Deep work is work performed in a state of distraction-free concentration to produce meaningful output.
🤔 Why you should care about it
“To do real good physics work, you do need absolute solid lengths of time … it needs a lot of concentration.” - Richard Feynman, Nobel Prize-winning physicist.
The ability to produce (code, words, ideas) at an elite level, both in terms of speed and quality, is one of the characteristics of top performers in the current knowledge economy. This is true for developers as well as for engineering managers.
Leaders often mistake busyness for achievement —> there is little to no feeling of achievement when ending a day full of meetings, e-mails and Slack messages.
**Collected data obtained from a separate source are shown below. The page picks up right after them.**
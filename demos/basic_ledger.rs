//! Basic ledger usage example

use bigdecimal::BigDecimal;
use chrono::NaiveDate;
use ledger_core::utils::MemoryStore;
use ledger_core::{
    Document, DocumentLine, Invoice, JournalBuilder, Ledger, OrgContext, Payment,
    PaymentDirection, TaxRate, TransactionFilter,
};
use std::str::FromStr;
use uuid::Uuid;

#[tokio::main]
async fn main() -> Result<(), Box<dyn std::error::Error>> {
    println!("🧾 Ledger Core - Basic Ledger Example\n");

    // Create a new ledger with in-memory storage and an identity context
    let mut ledger = Ledger::new(MemoryStore::new());
    let ctx = OrgContext::new(Uuid::new_v4(), Uuid::new_v4());

    // 1. Set up a standard chart of accounts
    println!("📊 Setting up Chart of Accounts...");
    let accounts = ledger.setup_standard_chart(&ctx).await?;

    for account in accounts.values() {
        println!(
            "  ✓ Created account: {} - {} ({:?})",
            account.code, account.name, account.account_type
        );
    }
    println!();

    // 2. Record some business activity
    println!("💰 Posting Business Documents...\n");

    // Owner invests cash via a manual journal
    let investment = JournalBuilder::new(
        NaiveDate::from_ymd_opt(2024, 1, 1).unwrap(),
        "Initial owner investment",
    )
    .debit(accounts["cash"].id, BigDecimal::from(50000))
    .credit(accounts["owners_equity"].id, BigDecimal::from(50000))
    .build()?;
    let posted = ledger.post(&ctx, &Document::ManualJournal(investment)).await?;
    println!(
        "  ✓ Entry #{}: Owner investment of $50,000",
        posted.entry_number
    );

    // Invoice a customer with 8.25% tax
    let tax_rate = TaxRate::new(BigDecimal::from_str("8.25")?)?;
    let subtotal = BigDecimal::from(4000);
    let invoice = Invoice {
        id: Uuid::new_v4(),
        date: NaiveDate::from_ymd_opt(2024, 1, 5).unwrap(),
        narration: "Consulting services for January".to_string(),
        contact_id: None,
        receivable_account_id: accounts["accounts_receivable"].id,
        lines: vec![DocumentLine::new(
            accounts["service_revenue"].id,
            BigDecimal::from(4),
            BigDecimal::from(1000),
        )],
        tax: Some(tax_rate.charge_on(&subtotal, accounts["tax_payable"].id)),
    };
    let posted = ledger.post(&ctx, &Document::Invoice(invoice)).await?;
    println!(
        "  ✓ Entry #{}: Invoice for ${} (incl. tax)",
        posted.entry_number,
        posted.total_debits()
    );
    let invoice_txn_id = posted.id;

    // Customer pays the invoice in full
    let payment = Payment {
        id: Uuid::new_v4(),
        date: NaiveDate::from_ymd_opt(2024, 1, 20).unwrap(),
        narration: "Invoice settled by bank transfer".to_string(),
        direction: PaymentDirection::Received,
        bank_account_id: accounts["cash"].id,
        settlement_account_id: accounts["accounts_receivable"].id,
        amount: BigDecimal::from_str("4330.00")?,
        document_id: None,
        contact_id: None,
    };
    let posted = ledger.post(&ctx, &Document::Payment(payment)).await?;
    println!("  ✓ Entry #{}: Payment received of $4,330", posted.entry_number);
    println!();

    // 3. Reports
    let as_of = NaiveDate::from_ymd_opt(2024, 1, 31).unwrap();

    println!("📈 Trial Balance as of {as_of}:");
    let trial = ledger.trial_balance(&ctx, as_of).await?;
    for row in &trial.rows {
        println!(
            "  {:<6} {:<28} debit: {:>10}  credit: {:>10}",
            row.account.code,
            row.account.name,
            row.debit_balance
                .clone()
                .map(|b| b.to_string())
                .unwrap_or_else(|| "-".to_string()),
            row.credit_balance
                .clone()
                .map(|b| b.to_string())
                .unwrap_or_else(|| "-".to_string()),
        );
    }
    println!(
        "  TOTAL debits: {}  credits: {}  balanced: {}\n",
        trial.total_debits, trial.total_credits, trial.is_balanced
    );

    println!("📊 Profit & Loss for January:");
    let pnl = ledger
        .profit_and_loss(&ctx, NaiveDate::from_ymd_opt(2024, 1, 1).unwrap(), as_of)
        .await?;
    println!("  Revenue:  {}", pnl.total_revenue);
    println!("  Expenses: {}", pnl.total_expenses);
    println!("  Net income: {}\n", pnl.net_income);

    println!("🏦 Balance Sheet as of {as_of}:");
    let sheet = ledger.balance_sheet(&ctx, as_of).await?;
    println!("  Assets:      {}", sheet.total_assets);
    println!("  Liabilities: {}", sheet.total_liabilities);
    println!("  Equity:      {}", sheet.total_equity);
    println!("  Balanced:    {}\n", sheet.is_balanced);

    // 4. Void the invoice and show the ledger trail
    println!("↩️  Voiding the invoice...");
    let reversal = ledger
        .void_transaction(&ctx, invoice_txn_id, "customer cancelled")
        .await?;
    println!("  ✓ Reversal entry #{} posted", reversal.entry_number);

    let history = ledger
        .query_transactions(&TransactionFilter::for_org(ctx.organization_id))
        .await?;
    println!("\n📜 Ledger ({} entries):", history.len());
    for txn in &history {
        println!(
            "  #{:<3} {}  {:<12?} {}",
            txn.entry_number, txn.date, txn.source.kind, txn.description
        );
    }

    let integrity = ledger.validate_integrity(&ctx, as_of).await?;
    println!("\n✅ Ledger integrity valid: {}", integrity.is_valid);

    Ok(())
}
//! Ledger module containing account management, posting, and queries

pub mod account;
pub mod core;
pub mod posting;
pub mod transaction;

pub use account::*;
pub use core::*;
pub use posting::*;
pub use transaction::*;
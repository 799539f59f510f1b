//! # Ledger Core
//!
//! A multi-tenant double-entry general ledger engine: business documents
//! (invoices, bills, manual journals, payments, depreciation runs) become
//! balanced, immutable transactions against a chart of accounts, with
//! derived financial statements that always reconcile.
//!
//! ## Features
//!
//! - **Double-entry posting**: every document funnels through one posting
//!   engine that derives, validates, and atomically commits balanced
//!   debit/credit lines
//! - **Chart of accounts**: per-organization account hierarchy with
//!   materialized balances maintained exclusively by posting commits
//! - **Multi-tenancy**: an explicit identity context scopes every operation
//!   to one organization
//! - **Financial reporting**: trial balance, profit & loss, and balance
//!   sheet recomputed from journal lines as an independent check
//! - **Fixed assets**: straight-line and declining-balance depreciation
//!   schedules feeding periodic posting
//! - **Storage abstraction**: database-agnostic design with a trait-based
//!   store providing the atomic commit primitive
//!
//! ## Quick Start
//!
//! ```rust
//! use ledger_core::{Ledger, OrgContext, NewAccount, AccountType};
//! use ledger_core::utils::MemoryStore;
//!
//! // The engine works over any LedgerStore implementation;
//! // MemoryStore is provided for tests and development.
//! // let mut ledger = Ledger::new(MemoryStore::new());
//! ```

pub mod assets;
pub mod ledger;
pub mod reporting;
pub mod tax;
pub mod traits;
pub mod types;
pub mod utils;

// Re-export commonly used types
pub use assets::*;
pub use ledger::*;
pub use reporting::*;
pub use tax::*;
pub use traits::*;
pub use types::*;
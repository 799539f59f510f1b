//! Tax rate calculation for invoice and bill posting
//!
//! Documents carry tax as a concrete [`TaxCharge`] against a tax control
//! account (tax payable on sales, tax recoverable on purchases); this module
//! turns a percentage rate into that charge.

use bigdecimal::BigDecimal;
use serde::{Deserialize, Serialize};
use uuid::Uuid;

use crate::types::round_money;

/// A percentage tax rate, carrying two fractional digits of its own scale
/// (e.g. 8.25 for 8.25%)
#[derive(Debug, Clone, PartialEq, Serialize, Deserialize)]
pub struct TaxRate {
    /// Rate as a percentage of the base amount
    pub percent: BigDecimal,
}

impl TaxRate {
    /// Create a validated tax rate
    pub fn new(percent: BigDecimal) -> Result<Self, TaxError> {
        let rate = Self { percent };
        rate.validate()?;
        Ok(rate)
    }

    /// Validate that the rate is a sensible percentage
    pub fn validate(&self) -> Result<(), TaxError> {
        if self.percent < BigDecimal::from(0) || self.percent > BigDecimal::from(100) {
            return Err(TaxError::InvalidRate(format!(
                "Tax rate must be between 0% and 100%, got {}%",
                self.percent
            )));
        }
        Ok(())
    }

    /// The tax amount on a base amount, rounded to currency precision
    pub fn amount_on(&self, base: &BigDecimal) -> BigDecimal {
        round_money(&(base * &self.percent / BigDecimal::from(100)))
    }

    /// Build the tax charge a document carries: the rounded tax amount
    /// posted against the given tax control account
    pub fn charge_on(&self, base: &BigDecimal, account_id: Uuid) -> TaxCharge {
        TaxCharge {
            account_id,
            amount: self.amount_on(base),
        }
    }
}

/// A concrete tax amount against a tax control account
#[derive(Debug, Clone, PartialEq, Serialize, Deserialize)]
pub struct TaxCharge {
    /// Tax payable (sales) or tax recoverable (purchases) account
    pub account_id: Uuid,
    /// Tax amount at currency precision
    pub amount: BigDecimal,
}

impl TaxCharge {
    /// Create a tax charge
    pub fn new(account_id: Uuid, amount: BigDecimal) -> Self {
        Self {
            account_id,
            amount,
        }
    }
}

/// Tax-related errors
#[derive(Debug, thiserror::Error)]
pub enum TaxError {
    #[error("Invalid tax rate: {0}")]
    InvalidRate(String),
}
High-quality work requires time and intensity of focus —> It’s impossible to achieve anything meaningful if your focus times last 15 minutes between two meetings.
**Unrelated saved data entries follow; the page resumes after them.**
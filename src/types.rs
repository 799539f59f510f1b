//! Core types and data structures for the ledger engine

use bigdecimal::{BigDecimal, RoundingMode};
use chrono::{NaiveDate, NaiveDateTime};
use serde::{Deserialize, Serialize};
use uuid::Uuid;

/// Currency precision: all monetary amounts settle at two decimal places.
pub const MONEY_SCALE: i64 = 2;

/// Round a monetary amount to currency precision.
///
/// Policy: round half away from zero, applied once at a final total rather
/// than per line.
pub fn round_money(amount: &BigDecimal) -> BigDecimal {
    amount.with_scale_round(MONEY_SCALE, RoundingMode::HalfUp)
}

/// Account types following standard accounting principles
#[derive(Debug, Clone, Copy, PartialEq, Eq, Hash, Serialize, Deserialize)]
pub enum AccountType {
    /// Assets - what the business owns (Cash, Receivables, Equipment, etc.)
    Asset,
    /// Liabilities - what the business owes (Payables, Loans, Tax payable, etc.)
    Liability,
    /// Equity - owner's interest in the business (Capital, Retained Earnings, etc.)
    Equity,
    /// Revenue - money earned by the business
    Revenue,
    /// Expenses - costs incurred by the business
    Expense,
}

impl AccountType {
    /// Returns the normal balance side for this account type.
    /// Assets and Expenses normally carry debit balances;
    /// Liabilities, Equity, and Revenue normally carry credit balances.
    pub fn normal_balance(&self) -> EntryType {
        match self {
            AccountType::Asset | AccountType::Expense => EntryType::Debit,
            AccountType::Liability | AccountType::Equity | AccountType::Revenue => {
                EntryType::Credit
            }
        }
    }
}

/// The two sides of double-entry bookkeeping
#[derive(Debug, Clone, Copy, PartialEq, Eq, Hash, Serialize, Deserialize)]
pub enum EntryType {
    /// Debit - increases Assets and Expenses, decreases Liabilities, Equity, and Revenue
    Debit,
    /// Credit - increases Liabilities, Equity, and Revenue, decreases Assets and Expenses
    Credit,
}

/// Identity context attached to every ledger operation.
///
/// The organization id scopes all reads and writes to one tenant; the acting
/// user id is recorded on every transaction the operation creates.
#[derive(Debug, Clone, Copy, PartialEq, Eq, Serialize, Deserialize)]
pub struct OrgContext {
    /// Tenant the operation acts on behalf of
    pub organization_id: Uuid,
    /// User responsible for the operation
    pub acting_user_id: Uuid,
}

impl OrgContext {
    /// Create a new identity context
    pub fn new(organization_id: Uuid, acting_user_id: Uuid) -> Self {
        Self {
            organization_id,
            acting_user_id,
        }
    }
}

/// A node in an organization's chart of accounts
#[derive(Debug, Clone, PartialEq, Serialize, Deserialize)]
pub struct Account {
    /// Unique identifier for the account
    pub id: Uuid,
    /// Organization this account belongs to
    pub organization_id: Uuid,
    /// Account code, unique within the organization (e.g. "1200")
    pub code: String,
    /// Human-readable account name
    pub name: String,
    /// Type of account (Asset, Liability, etc.)
    pub account_type: AccountType,
    /// Optional reporting category (e.g. "current_asset")
    pub category: Option<String>,
    /// Optional parent account for a hierarchical chart of accounts
    pub parent_id: Option<Uuid>,
    /// Whether the account accepts new postings
    pub is_active: bool,
    /// Materialized balance, maintained exclusively by posting commits
    pub balance: BigDecimal,
    /// When the account was created
    pub created_at: NaiveDateTime,
    /// When the account was last updated
    pub updated_at: NaiveDateTime,
}

impl Account {
    /// Create a new account with a zero balance
    pub fn new(
        organization_id: Uuid,
        code: String,
        name: String,
        account_type: AccountType,
        category: Option<String>,
        parent_id: Option<Uuid>,
    ) -> Self {
        let now = chrono::Utc::now().naive_utc();
        Self {
            id: Uuid::new_v4(),
            organization_id,
            code,
            name,
            account_type,
            category,
            parent_id,
            is_active: true,
            balance: BigDecimal::from(0),
            created_at: now,
            updated_at: now,
        }
    }

    /// Apply one journal line's effect to the materialized balance.
    ///
    /// This is the only path that mutates `balance`: debit-normal accounts
    /// move by `debit - credit`, credit-normal accounts by `credit - debit`.
    /// Must be invoked exactly once per journal line, inside the same atomic
    /// commit that persists the owning transaction.
    pub fn apply_posting(&mut self, debit: &BigDecimal, credit: &BigDecimal) {
        match self.account_type.normal_balance() {
            EntryType::Debit => self.balance += debit - credit,
            EntryType::Credit => self.balance += credit - debit,
        }
        self.updated_at = chrono::Utc::now().naive_utc();
    }
}

/// One debit or credit within a transaction
#[derive(Debug, Clone, PartialEq, Serialize, Deserialize)]
pub struct JournalLine {
    /// Account being affected
    pub account_id: Uuid,
    /// Debit amount; zero when the line is a credit
    pub debit: BigDecimal,
    /// Credit amount; zero when the line is a debit
    pub credit: BigDecimal,
    /// Optional description for this specific line
    pub description: Option<String>,
    /// Optional counterparty reference
    pub contact_id: Option<Uuid>,
}

impl JournalLine {
    /// Create a debit line
    pub fn debit(account_id: Uuid, amount: BigDecimal, description: Option<String>) -> Self {
        Self {
            account_id,
            debit: amount,
            credit: BigDecimal::from(0),
            description,
            contact_id: None,
        }
    }

    /// Create a credit line
    pub fn credit(account_id: Uuid, amount: BigDecimal, description: Option<String>) -> Self {
        Self {
            account_id,
            debit: BigDecimal::from(0),
            credit: amount,
            description,
            contact_id: None,
        }
    }

    /// Attach a counterparty reference
    pub fn with_contact(mut self, contact_id: Uuid) -> Self {
        self.contact_id = Some(contact_id);
        self
    }

    /// Which side this line posts to
    pub fn side(&self) -> EntryType {
        if self.debit > BigDecimal::from(0) {
            EntryType::Debit
        } else {
            EntryType::Credit
        }
    }

    /// The nonzero amount of this line
    pub fn amount(&self) -> &BigDecimal {
        match self.side() {
            EntryType::Debit => &self.debit,
            EntryType::Credit => &self.credit,
        }
    }

    /// Produce the opposite line: debit and credit swapped
    pub fn reversed(&self) -> Self {
        Self {
            account_id: self.account_id,
            debit: self.credit.clone(),
            credit: self.debit.clone(),
            description: self.description.clone(),
            contact_id: self.contact_id,
        }
    }

    /// Validate the debit-XOR-credit shape of the line
    pub fn validate(&self) -> LedgerResult<()> {
        let zero = BigDecimal::from(0);
        if self.debit < zero || self.credit < zero {
            return Err(LedgerError::Validation(
                "Journal line amounts cannot be negative".to_string(),
            ));
        }
        let has_debit = self.debit > zero;
        let has_credit = self.credit > zero;
        if has_debit == has_credit {
            return Err(LedgerError::Validation(
                "Journal line must carry exactly one of debit or credit".to_string(),
            ));
        }
        Ok(())
    }
}

/// Kinds of business documents that produce transactions
#[derive(Debug, Clone, Copy, PartialEq, Eq, Hash, Serialize, Deserialize)]
pub enum SourceKind {
    /// Sales invoice
    Invoice,
    /// Purchase bill
    Bill,
    /// Payment received or made
    Payment,
    /// User-entered journal
    ManualJournal,
    /// Periodic fixed-asset depreciation charge
    Depreciation,
    /// Reversal of a previously posted transaction
    Reversal,
}

/// Reference from a transaction back to the document that produced it
#[derive(Debug, Clone, Copy, PartialEq, Eq, Serialize, Deserialize)]
pub struct DocumentSource {
    /// Kind of originating document
    pub kind: SourceKind,
    /// Id of the originating document, when one exists
    pub document_id: Option<Uuid>,
}

impl DocumentSource {
    /// Create a source reference
    pub fn new(kind: SourceKind, document_id: Option<Uuid>) -> Self {
        Self { kind, document_id }
    }
}

/// A balanced, immutable posting event.
///
/// Transactions are created atomically with all their lines and are never
/// mutated afterwards; corrections post a reversing transaction instead.
#[derive(Debug, Clone, PartialEq, Serialize, Deserialize)]
pub struct Transaction {
    /// Unique identifier for the transaction
    pub id: Uuid,
    /// Organization this transaction belongs to
    pub organization_id: Uuid,
    /// Sequential, per-organization entry number assigned at commit
    pub entry_number: u64,
    /// Date the transaction takes effect
    pub date: NaiveDate,
    /// Narration describing the transaction
    pub description: String,
    /// Originating document reference
    pub source: DocumentSource,
    /// User the transaction was created by
    pub created_by: Uuid,
    /// The debit and credit lines making up this transaction
    pub lines: Vec<JournalLine>,
    /// When the transaction was committed
    pub created_at: NaiveDateTime,
}

impl Transaction {
    /// Create a transaction pending commit; the entry number is assigned by
    /// the store when the posting commits.
    pub fn new(
        ctx: &OrgContext,
        date: NaiveDate,
        description: String,
        source: DocumentSource,
        lines: Vec<JournalLine>,
    ) -> Self {
        Self {
            id: Uuid::new_v4(),
            organization_id: ctx.organization_id,
            entry_number: 0,
            date,
            description,
            source,
            created_by: ctx.acting_user_id,
            lines,
            created_at: chrono::Utc::now().naive_utc(),
        }
    }

    /// Sum of all debit amounts
    pub fn total_debits(&self) -> BigDecimal {
        self.lines.iter().map(|l| &l.debit).sum()
    }

    /// Sum of all credit amounts
    pub fn total_credits(&self) -> BigDecimal {
        self.lines.iter().map(|l| &l.credit).sum()
    }

    /// Whether debits equal credits at currency precision
    pub fn is_balanced(&self) -> bool {
        round_money(&self.total_debits()) == round_money(&self.total_credits())
    }

    /// Validate the double-entry invariants of this transaction
    pub fn validate(&self) -> LedgerResult<()> {
        if self.lines.len() < 2 {
            return Err(LedgerError::Validation(
                "Transaction must have at least two lines for double-entry bookkeeping"
                    .to_string(),
            ));
        }

        for line in &self.lines {
            line.validate()?;
        }

        let debits = round_money(&self.total_debits());
        let credits = round_money(&self.total_credits());
        if debits != credits || debits <= BigDecimal::from(0) {
            return Err(LedgerError::UnbalancedEntry { debits, credits });
        }

        Ok(())
    }

    /// Build the reversing transaction that voids this one.
    ///
    /// Every line's debit and credit are swapped; the reversal posts on the
    /// original date so period reports net to zero at any as-of date.
    pub fn reversal(&self, ctx: &OrgContext, reason: &str) -> Transaction {
        Transaction::new(
            ctx,
            self.date,
            format!("Void of entry #{}: {}", self.entry_number, reason),
            DocumentSource::new(SourceKind::Reversal, Some(self.id)),
            self.lines.iter().map(JournalLine::reversed).collect(),
        )
    }
}

/// One row of a trial balance
#[derive(Debug, Clone, PartialEq, Serialize, Deserialize)]
pub struct AccountBalance {
    /// Account information
    pub account: Account,
    /// Debit-side balance, when the account lands on the debit side
    pub debit_balance: Option<BigDecimal>,
    /// Credit-side balance, when the account lands on the credit side
    pub credit_balance: Option<BigDecimal>,
}

impl AccountBalance {
    /// The balance amount regardless of side
    pub fn balance_amount(&self) -> BigDecimal {
        self.debit_balance
            .clone()
            .or_else(|| self.credit_balance.clone())
            .unwrap_or_else(|| BigDecimal::from(0))
    }
}

/// Trial balance: every account's balance at a point in time, with side
/// totals that must agree
#[derive(Debug, Clone, PartialEq, Serialize, Deserialize)]
pub struct TrialBalance {
    /// Organization reported on
    pub organization_id: Uuid,
    /// Date of the trial balance
    pub as_of_date: NaiveDate,
    /// Rows ordered by account code
    pub rows: Vec<AccountBalance>,
    /// Total of all debit-side balances
    pub total_debits: BigDecimal,
    /// Total of all credit-side balances
    pub total_credits: BigDecimal,
    /// Whether total debits equal total credits
    pub is_balanced: bool,
}

/// Errors surfaced by the ledger engine
#[derive(Debug, thiserror::Error)]
pub enum LedgerError {
    #[error("Storage error: {0}")]
    Storage(String),
    #[error("Account not found: {0}")]
    AccountNotFound(Uuid),
    #[error("Invalid account {account_id}: {reason}")]
    InvalidAccount { account_id: Uuid, reason: String },
    #[error("Account {0} is inactive and cannot accept new postings")]
    InactiveAccount(Uuid),
    #[error("Account {0} is referenced by posted transactions")]
    AccountInUse(Uuid),
    #[error("Unbalanced entry: debits = {debits}, credits = {credits}")]
    UnbalancedEntry {
        debits: BigDecimal,
        credits: BigDecimal,
    },
    #[error("Operation crosses organizations: expected {expected}, found {found}")]
    CrossTenant { expected: Uuid, found: Uuid },
    #[error("Transaction {0} has already been voided")]
    AlreadyVoided(Uuid),
    #[error("Transaction not found: {0}")]
    TransactionNotFound(Uuid),
    #[error("Concurrent update detected on account {0}")]
    ConcurrencyConflict(Uuid),
    #[error("Validation error: {0}")]
    Validation(String),
}

/// Result type for ledger operations
pub type LedgerResult<T> = Result<T, LedgerError>;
Interruptions have a significant impact on concentration —> According to a study from the Georgia Institute of Technology, developers need 10 to 15 minutes to start editing code after resuming work after an interruption.
The key to producing high-impact, meaningful work for individual contributors and managers alike is scheduling uninterrupted deep work sessions where you only focus on one thing. While some people prefer to schedule deep weeks multiple times a year, the easiest way to consistently start deep work sessions is to make them a regular (daily) ritual.
💡 Key Concepts
Flow —> a flow state is a mental state in which a person performing some activity immerses themselves in a feeling of energised focus, full involvement, and enjoyment in the activity.
Rituals —> a sequence of activities involving gestures, words, and objects, performed in a sequestered place and according to a set sequence.
Shallow Work —> Non-cognitively demanding, logistical-style tasks, often performed while distracted.
Multitasking —> belief in the ability to perform multiple tasks simultaneously (though research shows that the human brain cannot perform heavy-duty multitasking).
Attention Restoration Theory (ART) —> research shows that mental fatigue and concentration can be improved by time spent in or looking at nature.
”My job as a manager is to enable my team members’ productivity by always being available for them.”
—> I like to call managers who think this way “DNS managers” because team members “ping, ping, ping”, and they “answer, answer, answer”. The thing is that even managers, especially engineering leaders, have to produce meaningful work to improve their team’s performance (designs, processes, documentation, ideas, etc.)
“I don’t have time for deep work; I’m too busy with meetings and day-to-day activities.”
—> If you don’t schedule deep work sessions, you will never have time for them. The high performers schedule their days around deep work sessions and never cancel them.
“Even if I schedule deep work sessions, I keep being interrupted!”
—> It’s as essential to communicate on your deep work sessions as to schedule them. When you’re in deep work, you can create an automated message explaining to colleagues why you’re not available, when you are ready for them and who they can contact in case of emergency.